Dataset excerpts START
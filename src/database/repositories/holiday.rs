use anyhow::Result;
use chrono::NaiveDate;
use sqlx::PgPool;

use crate::database::models::{Holiday, HolidayInput};

#[derive(Clone)]
pub struct HolidayRepository {
    pool: PgPool,
}

impl HolidayRepository {
    pub fn new(pool: PgPool) -> Self {
        Self { pool }
    }

    pub async fn create(&self, input: HolidayInput) -> Result<Holiday> {
        let holiday = sqlx::query_as::<_, Holiday>(
            r#"
            INSERT INTO
                holidays (holiday_date, name, holiday_type)
            VALUES
                ($1, $2, $3)
            RETURNING
                id, holiday_date, name, holiday_type, created_at
            "#,
        )
        .bind(input.holiday_date)
        .bind(&input.name)
        .bind(input.holiday_type)
        .fetch_one(&self.pool)
        .await?;

        Ok(holiday)
    }

    pub async fn find_by_date(&self, date: NaiveDate) -> Result<Option<Holiday>> {
        let holiday = sqlx::query_as::<_, Holiday>(
            r#"
            SELECT
                id, holiday_date, name, holiday_type, created_at
            FROM
                holidays
            WHERE
                holiday_date = $1
            "#,
        )
        .bind(date)
        .fetch_optional(&self.pool)
        .await?;

        Ok(holiday)
    }

    pub async fn list_for_year(&self, year: i32) -> Result<Vec<Holiday>> {
        let holidays = sqlx::query_as::<_, Holiday>(
            r#"
            SELECT
                id, holiday_date, name, holiday_type, created_at
            FROM
                holidays
            WHERE
                EXTRACT(YEAR FROM holiday_date) = $1
            ORDER BY
                holiday_date
            "#,
        )
        .bind(year)
        .fetch_all(&self.pool)
        .await?;

        Ok(holidays)
    }
}
use actix_web::{http::StatusCode, HttpResponse, ResponseError};
use thiserror::Error;
use uuid::Uuid;

use crate::handlers::shared::ApiResponse;

#[derive(Error, Debug)]
pub enum AppError {
    #[error("Database error: {0}")]
    DatabaseError(sqlx::Error),

    #[error("Not found: {0}")]
    NotFound(String),

    #[error("Validation error: {0}")]
    Validation(String),

    #[error("Unauthorized access")]
    Unauthorized,

    #[error("Forbidden: {0}")]
    Forbidden(String),

    #[error("Locked: {0}")]
    LockViolation(String),

    #[error("Payroll generation failed for employee {employee_id} at step {step}: {message}")]
    BatchFailure {
        employee_id: Uuid,
        step: &'static str,
        message: String,
    },

    #[error("Configuration error: {0}")]
    Configuration(String),

    #[error("Internal server error{}", .0.as_ref().map_or("".to_string(), |s| format!(": {}", s)))]
    InternalServerError(Option<String>),
}

impl ResponseError for AppError {
    fn status_code(&self) -> StatusCode {
        match self {
            AppError::DatabaseError(_) => StatusCode::INTERNAL_SERVER_ERROR,
            AppError::NotFound(_) => StatusCode::NOT_FOUND,
            AppError::Validation(_) => StatusCode::BAD_REQUEST,
            AppError::Unauthorized => StatusCode::UNAUTHORIZED,
            AppError::Forbidden(_) => StatusCode::FORBIDDEN,
            AppError::LockViolation(_) => StatusCode::CONFLICT,
            AppError::BatchFailure { .. } => StatusCode::UNPROCESSABLE_ENTITY,
            AppError::Configuration(_) => StatusCode::INTERNAL_SERVER_ERROR,
            AppError::InternalServerError(_) => StatusCode::INTERNAL_SERVER_ERROR,
        }
    }

    fn error_response(&self) -> HttpResponse {
        let status_code = self.status_code();
        let error_message = self.to_string();

        log::error!(
            "Request failed with status {}: {}",
            status_code,
            error_message
        );

        let response_body = ApiResponse::<()>::error(&error_message);

        HttpResponse::build(status_code).json(response_body)
    }
}

impl From<sqlx::Error> for AppError {
    fn from(error: sqlx::Error) -> Self {
        log::error!("Database error: {}", error);
        AppError::DatabaseError(error)
    }
}

impl From<anyhow::Error> for AppError {
    fn from(error: anyhow::Error) -> Self {
        if error.is::<sqlx::Error>() {
            match error.downcast::<sqlx::Error>() {
                Ok(sqlx_err) => return AppError::DatabaseError(sqlx_err),
                Err(original_error) => {
                    return AppError::InternalServerError(Some(original_error.to_string()));
                }
            }
        }

        log::error!("Unhandled error: {}", error);
        AppError::InternalServerError(Some(error.to_string()))
    }
}

impl AppError {
    pub fn validation(message: impl Into<String>) -> Self {
        AppError::Validation(message.into())
    }

    pub fn not_found(message: impl Into<String>) -> Self {
        AppError::NotFound(message.into())
    }
}
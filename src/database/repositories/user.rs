use anyhow::Result;
use chrono::Utc;
use sqlx::PgPool;
use uuid::Uuid;

use crate::database::models::{User, UserRole};

#[derive(Clone)]
pub struct UserRepository {
    pool: PgPool,
}

impl UserRepository {
    pub fn new(pool: PgPool) -> Self {
        Self { pool }
    }

    pub async fn create_user(
        &self,
        email: &str,
        password_hash: &str,
        name: &str,
        role: UserRole,
    ) -> Result<User> {
        let now = Utc::now();

        let user = sqlx::query_as::<_, User>(
            r#"
            INSERT INTO
                users (email, password_hash, name, role, created_at, updated_at)
            VALUES
                ($1, $2, $3, $4, $5, $5)
            RETURNING
                id, email, password_hash, name, role, created_at, updated_at
            "#,
        )
        .bind(email)
        .bind(password_hash)
        .bind(name)
        .bind(role)
        .bind(now)
        .fetch_one(&self.pool)
        .await?;

        Ok(user)
    }

    pub async fn find_by_email(&self, email: &str) -> Result<Option<User>> {
        let user = sqlx::query_as::<_, User>(
            r#"
            SELECT
                id, email, password_hash, name, role, created_at, updated_at
            FROM
                users
            WHERE
                email = $1
            "#,
        )
        .bind(email)
        .fetch_optional(&self.pool)
        .await?;

        Ok(user)
    }

    pub async fn find_by_id(&self, id: Uuid) -> Result<Option<User>> {
        let user = sqlx::query_as::<_, User>(
            r#"
            SELECT
                id, email, password_hash, name, role, created_at, updated_at
            FROM
                users
            WHERE
                id = $1
            "#,
        )
        .bind(id)
        .fetch_optional(&self.pool)
        .await?;

        Ok(user)
    }

    pub async fn email_exists(&self, email: &str) -> Result<bool> {
        let exists = sqlx::query_scalar::<_, bool>(
            "SELECT EXISTS(SELECT 1 FROM users WHERE email = $1)",
        )
        .bind(email)
        .fetch_one(&self.pool)
        .await?;

        Ok(exists)
    }
}
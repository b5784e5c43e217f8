mod common;

use chrono::Duration;
use pretty_assertions::assert_eq;

use common::{date, policy, shift, time};
use sweldo_be::database::models::{AttendanceStatus, LatePolicy};
use sweldo_be::services::attendance::{compute_late, compute_overtime, evaluate_attendance};
use sweldo_be::services::schedule::resolve_shift_window;

#[test]
fn grace_period_swallows_lateness_under_both_policies() {
    let day = date(2025, 6, 2);
    let start = day.and_time(time(8, 0));

    for late_policy in [LatePolicy::Exact, LatePolicy::Block30] {
        let p = policy(15, late_policy, false);
        for minutes in 0..=15 {
            let arrival = start + Duration::minutes(minutes);
            assert_eq!(
                compute_late(start, arrival, &p),
                0,
                "{} minutes within grace must not be late",
                minutes
            );
        }
    }
}

#[test]
fn block30_boundary_table() {
    let day = date(2025, 6, 2);
    let start = day.and_time(time(8, 0));
    let p = policy(0, LatePolicy::Block30, false);

    // The first block snaps up; beyond it the raw minutes pass through.
    let cases = [(6, 30), (29, 30), (30, 30), (31, 31), (45, 45)];
    for (raw, expected) in cases {
        let arrival = start + Duration::minutes(raw);
        assert_eq!(compute_late(start, arrival, &p), expected);
    }
}

#[test]
fn amnesty_window_waives_the_late_penalty() {
    let p = policy(10, LatePolicy::Exact, false);
    let s = shift((8, 0), (17, 0));

    // 150 raw minutes is far past grace yet reports zero late minutes.
    let eval = evaluate_attendance(
        date(2025, 6, 2),
        Some(time(10, 30)),
        Some(time(17, 0)),
        Some(&s),
        &p,
        false,
    );
    assert_eq!(eval.status, AttendanceStatus::HalfDay);
    assert_eq!(eval.late_minutes, 0);
}

#[test]
fn overnight_shift_window_never_goes_negative() {
    let s = shift((22, 0), (6, 0));
    let window = resolve_shift_window(date(2025, 6, 2), &s);
    assert!(window.end > window.start);

    let p = policy(0, LatePolicy::Exact, true);
    let eval = evaluate_attendance(
        date(2025, 6, 2),
        Some(time(23, 50)),
        Some(time(6, 10)),
        Some(&s),
        &p,
        false,
    );
    let worked = eval.time_out.unwrap() - eval.time_in.unwrap();
    assert!(worked.num_minutes() > 0);
    assert_eq!(eval.ot_minutes, 10);
}

#[test]
fn missing_punches_classify_before_any_time_math() {
    let p = policy(0, LatePolicy::Exact, true);
    let s = shift((8, 0), (17, 0));

    let eval = evaluate_attendance(date(2025, 6, 2), None, None, Some(&s), &p, false);
    assert_eq!(eval.status, AttendanceStatus::Absent);

    let eval = evaluate_attendance(date(2025, 6, 2), None, Some(time(17, 0)), Some(&s), &p, false);
    assert_eq!(eval.status, AttendanceStatus::Incomplete);
    assert_eq!(eval.ot_minutes, 0);
}

#[test]
fn reference_day_scenario() {
    // Shift 08:00-17:00, grace 10, exact policy, in 08:25, out 18:00,
    // overtime allowed: late is the full raw 25 minutes, OT is 60.
    let p = policy(10, LatePolicy::Exact, true);
    let s = shift((8, 0), (17, 0));
    let eval = evaluate_attendance(
        date(2025, 6, 2),
        Some(time(8, 25)),
        Some(time(18, 0)),
        Some(&s),
        &p,
        false,
    );
    assert_eq!(eval.status, AttendanceStatus::Late);
    assert_eq!(eval.late_minutes, 25);
    assert_eq!(eval.ot_minutes, 60);
}

#[test]
fn overtime_is_zero_when_disallowed_even_past_shift_end() {
    let day = date(2025, 6, 2);
    let end = day.and_time(time(17, 0));
    let p = policy(0, LatePolicy::Exact, false);
    assert_eq!(compute_overtime(end, end + Duration::hours(3), &p), 0);
}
Dataset excerpts END
# [What the task requires]
The stretch of entries above that starts with the line containing "use sweldo_be::services::schedule::resolve_shift_window;" and goes on through the line containing "for (raw, expected)" is to be transcribed exactly, and no other line is to be transcribed.

# [The answer]
use sweldo_be::services::schedule::resolve_shift_window;

#[test]
fn grace_period_swallows_lateness_under_both_policies() {
    let day = date(2025, 6, 2);
    let start = day.and_time(time(8, 0));

    for late_policy in [LatePolicy::Exact, LatePolicy::Block30] {
        let p = policy(15, late_policy, false);
        for minutes in 0..=15 {
            let arrival = start + Duration::minutes(minutes);
            assert_eq!(
                compute_late(start, arrival, &p),
                0,
                "{} minutes within grace must not be late",
                minutes
            );
        }
    }
}

#[test]
fn block30_boundary_table() {
    let day = date(2025, 6, 2);
    let start = day.and_time(time(8, 0));
    let p = policy(0, LatePolicy::Block30, false);

    // The first block snaps up; beyond it the raw minutes pass through.
    let cases = [(6, 30), (29, 30), (30, 30), (31, 31), (45, 45)];
    for (raw, expected) in cases {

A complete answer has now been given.